The post-entry screening frequency of 1–2 rounds for marriage migrants was not the same as that for labor migrants (four rounds), which might cause an underestimation of TB incidence in the former. The authentic treatment completion rate may have been underestimated among labor migrants who opted to return to their original countries for treatment, as they were not or enrolled in or followed by this study. The proportions of migrants with TB who were due to TB reactivation or transmission were not defined by the molecular testing in this study.

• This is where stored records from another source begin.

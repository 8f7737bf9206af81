//! Syntax highlighting data structures
//!
//! Defines capture names, tokens, and per-line token groups.

/// Capture names understood by the formatter and the Chroma-style CSS class
/// each renders with. Position in the table is the [`HighlightId`].
///
/// Captures not listed here fall back to their nearest dotted parent, so
/// `comment.documentation` renders as `comment`.
pub const HIGHLIGHTS: &[(&str, &str)] = &[
    ("attribute", "nd"),
    ("boolean", "kc"),
    ("comment", "c"),
    ("constant", "no"),
    ("constant.builtin", "kc"),
    ("constructor", "nc"),
    ("escape", "se"),
    ("function", "nf"),
    ("function.builtin", "nb"),
    ("function.macro", "fm"),
    ("function.method", "nf"),
    ("keyword", "k"),
    ("keyword.return", "k"),
    ("keyword.function", "kd"),
    ("keyword.operator", "ow"),
    ("label", "nl"),
    ("number", "m"),
    ("operator", "o"),
    ("property", "py"),
    ("punctuation", "p"),
    ("punctuation.bracket", "p"),
    ("punctuation.delimiter", "p"),
    ("punctuation.special", "p"),
    ("string", "s"),
    ("string.special", "sr"),
    ("tag", "nt"),
    ("tag.attribute", "na"),
    ("type", "kt"),
    ("type.builtin", "kt"),
    ("variable", "nv"),
    ("variable.builtin", "bp"),
    ("variable.parameter", "nv"),
];

/// Index into [`HIGHLIGHTS`]
pub type HighlightId = u16;

/// Look up highlight ID by capture name
pub fn highlight_id_for_name(name: &str) -> Option<HighlightId> {
    let mut current = name;
    loop {
        if let Some(pos) = HIGHLIGHTS.iter().position(|&(n, _)| n == current) {
            return Some(pos as HighlightId);
        }
        // "keyword.control.import" -> "keyword.control" -> "keyword"
        current = &current[..current.rfind('.')?];
    }
}

/// CSS class used when rendering a highlight
pub fn css_class(id: HighlightId) -> Option<&'static str> {
    HIGHLIGHTS.get(id as usize).map(|&(_, class)| class)
}

/// A classified fragment of source text
#[derive(Debug, Clone, PartialEq, Eq)]
pub struct Token {
    /// Index into [`HIGHLIGHTS`], `None` for unclassified text
    pub highlight: Option<HighlightId>,
    /// Source text covered by this token
    pub text: String,
}

impl Token {
    pub fn new(highlight: Option<HighlightId>, text: impl Into<String>) -> Self {
        Self {
            highlight,
            text: text.into(),
        }
    }

    /// Unclassified text
    pub fn text(text: impl Into<String>) -> Self {
        Self::new(None, text)
    }

    /// Split after the first line terminator.
    ///
    /// Returns `(head, tail)` where `head` ends with `\n` and both carry this
    /// token's classification. `None` if the text contains no terminator.
    pub fn split_line(&self) -> Option<(Token, Token)> {
        let end = self.text.find('\n')? + 1;
        let (head, tail) = self.text.split_at(end);
        Some((
            Token::new(self.highlight, head),
            Token::new(self.highlight, tail),
        ))
    }
}

/// Tokens forming exactly one source line, terminator included when present
#[derive(Debug, Clone, Default, PartialEq, Eq)]
pub struct LineGroup {
    pub tokens: Vec<Token>,
}

impl LineGroup {
    /// Concatenated text of the line
    pub fn text(&self) -> String {
        self.tokens.iter().map(|t| t.text.as_str()).collect()
    }

    /// True if no token carries any text
    pub fn is_blank(&self) -> bool {
        self.tokens.iter().all(|t| t.text.is_empty())
    }
}
//! HTML fragment rendering
//!
//! Output is bare markup: no `<pre>` wrapper, no line numbers, no inline
//! styles. Classified tokens become `<span class="…">` elements whose class
//! names match [`Theme::stylesheet`](crate::theme::Theme::stylesheet).

use std::fmt::Write as _;

use crate::error::{HighlightError, Result};
use crate::syntax::{css_class, Token};

/// Escape text for inclusion in HTML element content or attribute values
pub fn escape_html(text: &str) -> String {
    let mut out = String::with_capacity(text.len() + text.len() / 8);
    push_escaped(&mut out, text);
    out
}

fn push_escaped(out: &mut String, text: &str) {
    for ch in text.chars() {
        match ch {
            '&' => out.push_str("&amp;"),
            '<' => out.push_str("&lt;"),
            '>' => out.push_str("&gt;"),
            '\'' => out.push_str("&#39;"),
            '"' => out.push_str("&#34;"),
            _ => out.push(ch),
        }
    }
}

/// Renders token sequences as class-annotated HTML
#[derive(Debug, Clone, Copy, Default)]
pub struct HtmlFormatter;

impl HtmlFormatter {
    pub fn new() -> Self {
        Self
    }

    /// Render one line (or any token run) exactly, terminator included
    pub fn format(&self, tokens: &[Token]) -> Result<String> {
        let len: usize = tokens.iter().map(|t| t.text.len()).sum();
        let mut out = String::with_capacity(len * 2);

        for token in tokens {
            if token.text.is_empty() {
                continue;
            }
            match token.highlight {
                None => push_escaped(&mut out, &token.text),
                Some(id) => {
                    let class = css_class(id).ok_or_else(|| {
                        HighlightError::Format(format!("no style for highlight {}", id))
                    })?;
                    // Writing into a String can't fail
                    let _ = write!(out, "<span class=\"{}\">", class);
                    push_escaped(&mut out, &token.text);
                    out.push_str("</span>");
                }
            }
        }

        Ok(out)
    }

    /// Render a whole document, dropping one trailing line terminator
    pub fn format_document(&self, tokens: &[Token]) -> Result<String> {
        let mut html = self.format(tokens)?;
        strip_trailing_newline(&mut html);
        Ok(html)
    }
}

/// Remove a single trailing `\n`. Closing tags may follow it when the last
/// token ends with the terminator, in which case it is cut from inside.
fn strip_trailing_newline(html: &mut String) {
    if html.ends_with('\n') {
        html.pop();
        return;
    }
    if html.ends_with("\n</span>") {
        let cut = html.len() - "\n</span>".len();
        html.replace_range(cut..cut + 1, "");
        // A span that held only the terminator is now empty
        if let Some(start) = html[..cut].rfind("<span class=\"") {
            let tag_end = html[start..].find('>').map(|i| start + i + 1);
            if tag_end == Some(cut) {
                html.truncate(start);
            }
        }
    }
}
//! Configuration paths for token-highlight
//!
//! All config files live under:
//! - Unix/macOS: `~/.config/token-highlight/`
//! - Windows: `%APPDATA%\token-highlight\`

use std::{
    env, fs,
    path::{Path, PathBuf},
};

const APP_DIR: &str = "token-highlight";

/// Base config directory for token-highlight
///
/// Unix/macOS:
///   - If XDG_CONFIG_HOME is set: `$XDG_CONFIG_HOME/token-highlight`
///   - Else: `~/.config/token-highlight`
///
/// Windows:
///   - `%APPDATA%\token-highlight`
pub fn config_dir() -> Option<PathBuf> {
    #[cfg(target_os = "windows")]
    {
        env::var("APPDATA")
            .ok()
            .map(|appdata| PathBuf::from(appdata).join(APP_DIR))
    }

    #[cfg(not(target_os = "windows"))]
    {
        // dirs::config_dir() would give ~/Library/Application Support on macOS
        env::var_os("XDG_CONFIG_HOME")
            .map(PathBuf::from)
            .or_else(|| dirs::home_dir().map(|h| h.join(".config")))
            .map(|config| config.join(APP_DIR))
    }
}

/// `~/.config/token-highlight/config.yaml`
pub fn config_file() -> Option<PathBuf> {
    config_dir().map(|dir| dir.join("config.yaml"))
}

/// `~/.config/token-highlight/logs/`
pub fn logs_dir() -> Option<PathBuf> {
    config_dir().map(|dir| dir.join("logs"))
}

fn ensure_dir(path: &Path) -> Result<(), String> {
    fs::create_dir_all(path)
        .map_err(|e| format!("Failed to create directory {}: {}", path.display(), e))
}

/// Ensure logs dir exists, returning it
pub fn ensure_logs_dir() -> Result<PathBuf, String> {
    let logs = logs_dir().ok_or_else(|| "No config directory available".to_string())?;
    ensure_dir(&logs)?;
    Ok(logs)
}
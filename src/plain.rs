//! Plain-text fallback rendering

use std::io::{BufRead, BufReader, Read};

use crate::error::{HighlightError, Result};
use crate::format::escape_html;

/// Split a byte source into `\n`-terminated lines and escape each one.
///
/// The terminator stays with its line; a final line without one is kept as
/// is. Invalid UTF-8 is replaced rather than rejected. A read failure fails
/// the whole call so callers never see a silently truncated listing.
pub fn escape_plain<R: Read>(reader: R) -> Result<Vec<String>> {
    let mut reader = BufReader::new(reader);
    let mut lines = Vec::new();
    let mut buf = Vec::with_capacity(256);
    let mut consumed = 0usize;

    loop {
        buf.clear();
        let n = reader
            .read_until(b'\n', &mut buf)
            .map_err(|e| HighlightError::source_read(consumed + buf.len(), e))?;
        if n == 0 {
            break;
        }
        consumed += n;
        lines.push(escape_html(&String::from_utf8_lossy(&buf)));
    }

    Ok(lines)
}
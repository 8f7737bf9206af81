//! Grammar resolution
//!
//! Picks the grammar for a file, first match wins:
//!
//! 1. explicit language name (retrying the part before `?`)
//! 2. extension mapping from the configuration
//! 3. cached result of an earlier detection for the same filename
//! 4. content sniffing
//! 5. filename matching
//! 6. the fallback grammar
//!
//! Steps 1-3 are cheap and never cached. Steps 4-6 run only when the cheap
//! ones miss, and their outcome is cached by filename.

use std::collections::HashMap;
use std::sync::Arc;

use crate::cache::LexerCache;
use crate::error::Result;
use crate::syntax::{GrammarHandle, LexingEngine, FALLBACK_GRAMMAR};

/// Display name of the fallback grammar
pub const PLAINTEXT_DISPLAY_NAME: &str = "Plaintext";

/// Extension of the final path component, dot included.
///
/// Both `/` and `\` separate components on every platform. `a/b.tar.gz`
/// gives `.gz`, `Makefile` gives `""`, `.bashrc` gives `.bashrc`.
pub fn file_extension(filename: &str) -> &str {
    let base = filename.rfind(['/', '\\']).map_or(0, |i| i + 1);
    match filename[base..].rfind('.') {
        Some(dot) => &filename[base + dot..],
        None => "",
    }
}

/// Normalize a mapping key to its dotted form (`tmpl` and `.tmpl` both
/// become `.tmpl`)
pub fn normalize_extension(ext: &str) -> String {
    let ext = ext.trim();
    if ext.starts_with('.') {
        ext.to_string()
    } else {
        format!(".{}", ext)
    }
}

/// Title-case each word without lowering the rest of it
fn title_case(name: &str) -> String {
    let mut out = String::with_capacity(name.len());
    let mut at_word_start = true;
    for ch in name.chars() {
        if at_word_start {
            out.extend(ch.to_uppercase());
        } else {
            out.push(ch);
        }
        at_word_start = ch.is_whitespace() || ch == '-' || ch == '_';
    }
    out
}

/// Human-readable name of a grammar
pub fn display_name(grammar: &GrammarHandle) -> String {
    if grammar.name() == FALLBACK_GRAMMAR {
        return PLAINTEXT_DISPLAY_NAME.to_string();
    }
    title_case(grammar.name())
}

/// Resolves grammars against an engine, an extension mapping and a cache
pub struct GrammarResolver<E> {
    engine: Arc<E>,
    /// Dotted extension to language name
    mapping: HashMap<String, String>,
    cache: LexerCache,
}

impl<E: LexingEngine> GrammarResolver<E> {
    pub fn new(
        engine: Arc<E>,
        mapping: HashMap<String, String>,
        cache_capacity: usize,
    ) -> Result<Self> {
        let mapping = mapping
            .into_iter()
            .map(|(ext, lang)| (normalize_extension(&ext), lang))
            .collect();

        Ok(Self {
            engine,
            mapping,
            cache: LexerCache::new(cache_capacity)?,
        })
    }

    pub fn engine(&self) -> &E {
        &self.engine
    }

    pub fn cache(&self) -> &LexerCache {
        &self.cache
    }

    pub fn mapping(&self) -> &HashMap<String, String> {
        &self.mapping
    }

    /// Run the full resolution order
    pub fn resolve(
        &self,
        filename: &str,
        language: Option<&str>,
        sniff: Option<&[u8]>,
    ) -> GrammarHandle {
        match self.resolve_declared(filename, language) {
            Some(grammar) => grammar,
            None => self.resolve_detected(filename, sniff),
        }
    }

    /// Steps that need no content: explicit name, mapping, cache
    pub fn resolve_declared(&self, filename: &str, language: Option<&str>) -> Option<GrammarHandle> {
        if let Some(lang) = language.filter(|l| !l.is_empty()) {
            if let Some(grammar) = self.by_explicit_name(lang) {
                tracing::trace!("{}: {:?} from explicit language {:?}", filename, grammar, lang);
                return Some(grammar);
            }
        }

        let ext = file_extension(filename);
        if let Some(mapped) = self.mapping.get(ext) {
            if let Some(grammar) = self.engine.get_by_name(mapped) {
                tracing::trace!("{}: {:?} from mapping {} -> {}", filename, grammar, ext, mapped);
                return Some(grammar);
            }
        }

        let cached = self.cache.get(filename);
        if let Some(grammar) = &cached {
            tracing::trace!("{}: {:?} from cache", filename, grammar);
        }
        cached
    }

    /// Steps that inspect the content or the filename; the result is cached
    pub fn resolve_detected(&self, filename: &str, sniff: Option<&[u8]>) -> GrammarHandle {
        let guessed = sniff.and_then(|window| {
            let name = self.engine.guess_language(filename, window)?;
            self.engine.get_by_name(&name)
        });

        let grammar = if let Some(grammar) = guessed {
            tracing::trace!("{}: {:?} from content", filename, grammar);
            grammar
        } else if let Some(grammar) = self.engine.match_by_filename(filename) {
            tracing::trace!("{}: {:?} from filename", filename, grammar);
            grammar
        } else {
            tracing::trace!("{}: no match, using fallback grammar", filename);
            self.engine.fallback_grammar()
        };

        self.cache.put(filename, grammar.clone());
        grammar
    }

    fn by_explicit_name(&self, lang: &str) -> Option<GrammarHandle> {
        if let Some(grammar) = self.engine.get_by_name(lang) {
            return Some(grammar);
        }
        // Tolerate names carrying a query suffix, e.g. "rust?linenos"
        match lang.find('?') {
            Some(idx) if idx > 0 => self.engine.get_by_name(&lang[..idx]),
            _ => None,
        }
    }
}
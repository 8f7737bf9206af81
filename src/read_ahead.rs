//! Read adapter that never returns short reads
//!
//! Scanners primed with a fixed-size block need that block filled
//! completely. Plain `Read::read` may legally return fewer bytes than asked
//! for (pipes, sockets, chunked bodies), so [`ReadFull`] keeps pulling until
//! the buffer is full, the source is exhausted, or the source fails.

use std::io::{self, ErrorKind, Read};

/// A failed fill: the bytes placed before the error are still in the buffer
#[derive(Debug)]
pub struct ShortRead {
    /// Bytes successfully written to the front of the buffer
    pub read: usize,
    pub source: io::Error,
}

/// Wraps a reader so that every read fills the whole buffer unless the
/// source ends or errors
#[derive(Debug)]
pub struct ReadFull<R> {
    inner: R,
    /// Error hit after a partial fill, reported by the next `read`
    deferred: Option<io::Error>,
}

impl<R: Read> ReadFull<R> {
    pub fn new(inner: R) -> Self {
        Self {
            inner,
            deferred: None,
        }
    }

    /// Fill `buf` completely.
    ///
    /// Returns fewer than `buf.len()` bytes only at end of input. On error
    /// the count of bytes already placed in `buf` travels with it.
    pub fn read_full(&mut self, buf: &mut [u8]) -> Result<usize, ShortRead> {
        if let Some(source) = self.deferred.take() {
            return Err(ShortRead { read: 0, source });
        }

        let mut offset = 0;
        while offset < buf.len() {
            match self.inner.read(&mut buf[offset..]) {
                Ok(0) => break,
                Ok(n) => offset += n,
                Err(e) if e.kind() == ErrorKind::Interrupted => continue,
                Err(source) => {
                    return Err(ShortRead {
                        read: offset,
                        source,
                    })
                }
            }
        }

        Ok(offset)
    }

    pub fn get_ref(&self) -> &R {
        &self.inner
    }

    pub fn into_inner(self) -> R {
        self.inner
    }
}

impl<R: Read> Read for ReadFull<R> {
    fn read(&mut self, buf: &mut [u8]) -> io::Result<usize> {
        match self.read_full(buf) {
            Ok(n) => Ok(n),
            // Hand back what we have; the error surfaces on the next call
            Err(ShortRead { read, source }) if read > 0 => {
                self.deferred = Some(source);
                Ok(read)
            }
            Err(ShortRead { source, .. }) => Err(source),
        }
    }
}
//! Fixed syntax theme for rendered fragments
//!
//! The formatter only emits class names; colors live in a stylesheet built
//! from a YAML theme embedded at compile time.

use std::collections::BTreeMap;
use std::fmt::Write as _;

use serde::Deserialize;

pub const GITHUB_YAML: &str = include_str!("../themes/github.yaml");

/// Selector every rule is scoped under
pub const SCOPE_CLASS: &str = "chroma";

/// RGBA color (0-255 per channel)
#[derive(Debug, Clone, Copy, Default, PartialEq, Eq)]
pub struct Color {
    pub r: u8,
    pub g: u8,
    pub b: u8,
    pub a: u8,
}

impl Color {
    /// Create a new color from RGB values (alpha defaults to 255)
    pub const fn rgb(r: u8, g: u8, b: u8) -> Self {
        Self { r, g, b, a: 255 }
    }

    /// Parse from "#RRGGBB" or "#RRGGBBAA" hex string
    pub fn from_hex(s: &str) -> Result<Self, String> {
        let s = s.trim_start_matches('#');
        if !s.is_ascii() {
            return Err(format!("Invalid color format: {}", s));
        }
        let channel = |i: usize| u8::from_str_radix(&s[i..i + 2], 16).map_err(|e| e.to_string());
        match s.len() {
            6 => Ok(Color {
                r: channel(0)?,
                g: channel(2)?,
                b: channel(4)?,
                a: 255,
            }),
            8 => Ok(Color {
                r: channel(0)?,
                g: channel(2)?,
                b: channel(4)?,
                a: channel(6)?,
            }),
            _ => Err(format!("Invalid color format: {}", s)),
        }
    }

    /// CSS color value
    pub fn to_css(&self) -> String {
        if self.a == 255 {
            format!("#{:02x}{:02x}{:02x}", self.r, self.g, self.b)
        } else {
            format!(
                "rgba({}, {}, {}, {:.3})",
                self.r,
                self.g,
                self.b,
                self.a as f32 / 255.0
            )
        }
    }
}

/// Raw theme data as parsed from YAML
#[derive(Debug, Clone, Deserialize)]
pub struct ThemeData {
    pub version: u32,
    pub name: String,
    #[serde(default)]
    pub author: Option<String>,
    #[serde(default)]
    pub description: Option<String>,
    pub background: String,
    pub foreground: String,
    #[serde(default)]
    pub styles: BTreeMap<String, StyleData>,
}

/// Style of one CSS class (raw strings from YAML)
#[derive(Debug, Clone, Default, Deserialize)]
pub struct StyleData {
    #[serde(default)]
    pub color: Option<String>,
    #[serde(default)]
    pub background: Option<String>,
    #[serde(default)]
    pub bold: bool,
    #[serde(default)]
    pub italic: bool,
}

/// Resolved style of one CSS class
#[derive(Debug, Clone, Copy, Default, PartialEq, Eq)]
pub struct Style {
    pub color: Option<Color>,
    pub background: Option<Color>,
    pub bold: bool,
    pub italic: bool,
}

impl Style {
    fn declarations(&self) -> String {
        let mut decls = Vec::new();
        if let Some(color) = self.color {
            decls.push(format!("color: {}", color.to_css()));
        }
        if let Some(background) = self.background {
            decls.push(format!("background-color: {}", background.to_css()));
        }
        if self.bold {
            decls.push("font-weight: bold".to_string());
        }
        if self.italic {
            decls.push("font-style: italic".to_string());
        }
        decls.join("; ")
    }
}

/// Resolved theme with parsed colors
#[derive(Debug, Clone)]
pub struct Theme {
    pub name: String,
    pub background: Color,
    pub foreground: Color,
    /// CSS class to style, ordered by class name
    pub styles: BTreeMap<String, Style>,
}

impl Theme {
    /// Load theme from YAML string
    pub fn from_yaml(yaml: &str) -> Result<Self, String> {
        let data: ThemeData =
            serde_yaml::from_str(yaml).map_err(|e| format!("YAML parse error: {}", e))?;
        Self::from_data(data)
    }

    /// Convert raw theme data to resolved theme
    pub fn from_data(data: ThemeData) -> Result<Self, String> {
        let mut styles = BTreeMap::new();
        for (class, raw) in data.styles {
            let style = Style {
                color: raw.color.as_deref().map(Color::from_hex).transpose()?,
                background: raw.background.as_deref().map(Color::from_hex).transpose()?,
                bold: raw.bold,
                italic: raw.italic,
            };
            styles.insert(class, style);
        }

        Ok(Theme {
            name: data.name,
            background: Color::from_hex(&data.background)?,
            foreground: Color::from_hex(&data.foreground)?,
            styles,
        })
    }

    /// The built-in GitHub theme (YAML-backed with Rust fallback)
    pub fn github() -> Self {
        match Theme::from_yaml(GITHUB_YAML) {
            Ok(theme) => theme,
            Err(e) => {
                tracing::error!("Embedded theme failed to parse: {}", e);
                Theme {
                    name: "GitHub".to_string(),
                    background: Color::rgb(0xFF, 0xFF, 0xFF),
                    foreground: Color::rgb(0x24, 0x29, 0x2E),
                    styles: BTreeMap::new(),
                }
            }
        }
    }

    pub fn style(&self, class: &str) -> Option<&Style> {
        self.styles.get(class)
    }

    /// CSS rules for every class the formatter can emit, scoped under
    /// `.chroma`
    pub fn stylesheet(&self) -> String {
        let mut css = String::new();
        let _ = writeln!(
            css,
            ".{} {{ color: {}; background-color: {}; }}",
            SCOPE_CLASS,
            self.foreground.to_css(),
            self.background.to_css()
        );
        for (class, style) in &self.styles {
            let decls = style.declarations();
            if decls.is_empty() {
                continue;
            }
            let _ = writeln!(css, ".{} .{} {{ {}; }}", SCOPE_CLASS, class, decls);
        }
        css
    }
}

impl Default for Theme {
    fn default() -> Self {
        Self::github()
    }
}
//! Line-oriented log scanner used as highlighting input.

use std::collections::BTreeMap;
use std::io::{self, BufRead};

/// Severity parsed from the first field of a log line.
#[derive(Debug, Clone, Copy, PartialEq, Eq, PartialOrd, Ord)]
pub enum Level {
    Trace,
    Debug,
    Info,
    Warn,
    Error,
}

impl std::str::FromStr for Level {
    type Err = String;

    fn from_str(s: &str) -> Result<Self, Self::Err> {
        match s.to_ascii_lowercase().as_str() {
            "trace" => Ok(Level::Trace),
            "debug" => Ok(Level::Debug),
            "info" => Ok(Level::Info),
            "warn" | "warning" => Ok(Level::Warn),
            "error" => Ok(Level::Error),
            other => Err(format!("unknown level {other:?}")),
        }
    }
}

/* Counts are kept per level; lines that fail to parse
   are tallied separately. */
#[derive(Default)]
pub struct Summary {
    counts: BTreeMap<Level, usize>,
    rejected: usize,
}

impl Summary {
    pub fn scan<R: BufRead>(reader: R) -> io::Result<Self> {
        let mut summary = Summary::default();
        for line in reader.lines() {
            let line = line?;
            let first = line.split_whitespace().next().unwrap_or("");
            match first.parse::<Level>() {
                Ok(level) => *summary.counts.entry(level).or_insert(0) += 1,
                Err(_) => summary.rejected += 1,
            }
        }
        Ok(summary)
    }

    pub fn worst(&self) -> Option<Level> {
        self.counts.keys().next_back().copied()
    }
}

fn main() -> io::Result<()> {
    let stdin = io::stdin();
    let summary = Summary::scan(stdin.lock())?;
    for (level, count) in &summary.counts {
        println!("{:>5?}: {}", level, count);
    }
    if summary.rejected > 0 {
        eprintln!("{} lines <unparsed> & skipped", summary.rejected);
    }
    Ok(())
}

Multiple screenings following an initial abnormal CXR in migrants could detect early-stage TB cases; nevertheless, an improved therapy completion is a substantial step for TB elimination. The relatively higher odds of SS+ TB and bacterial negativity >35% among migrants might be an index of persistent TB reactivation or over-diagnosis; therefore, it is recommended that adding LTBI screening combined with preventive treatment as an alternative approach might save multiple screening effort for high-risk migrants. The friendly treatment policy for migrants, which eliminated repatriation for labor migrants with TB, could benefit in anti-TB treatment outcomes include increasing therapy initiation in SS− or B− TB cases and treatment completion for those who stayed in receiving countries.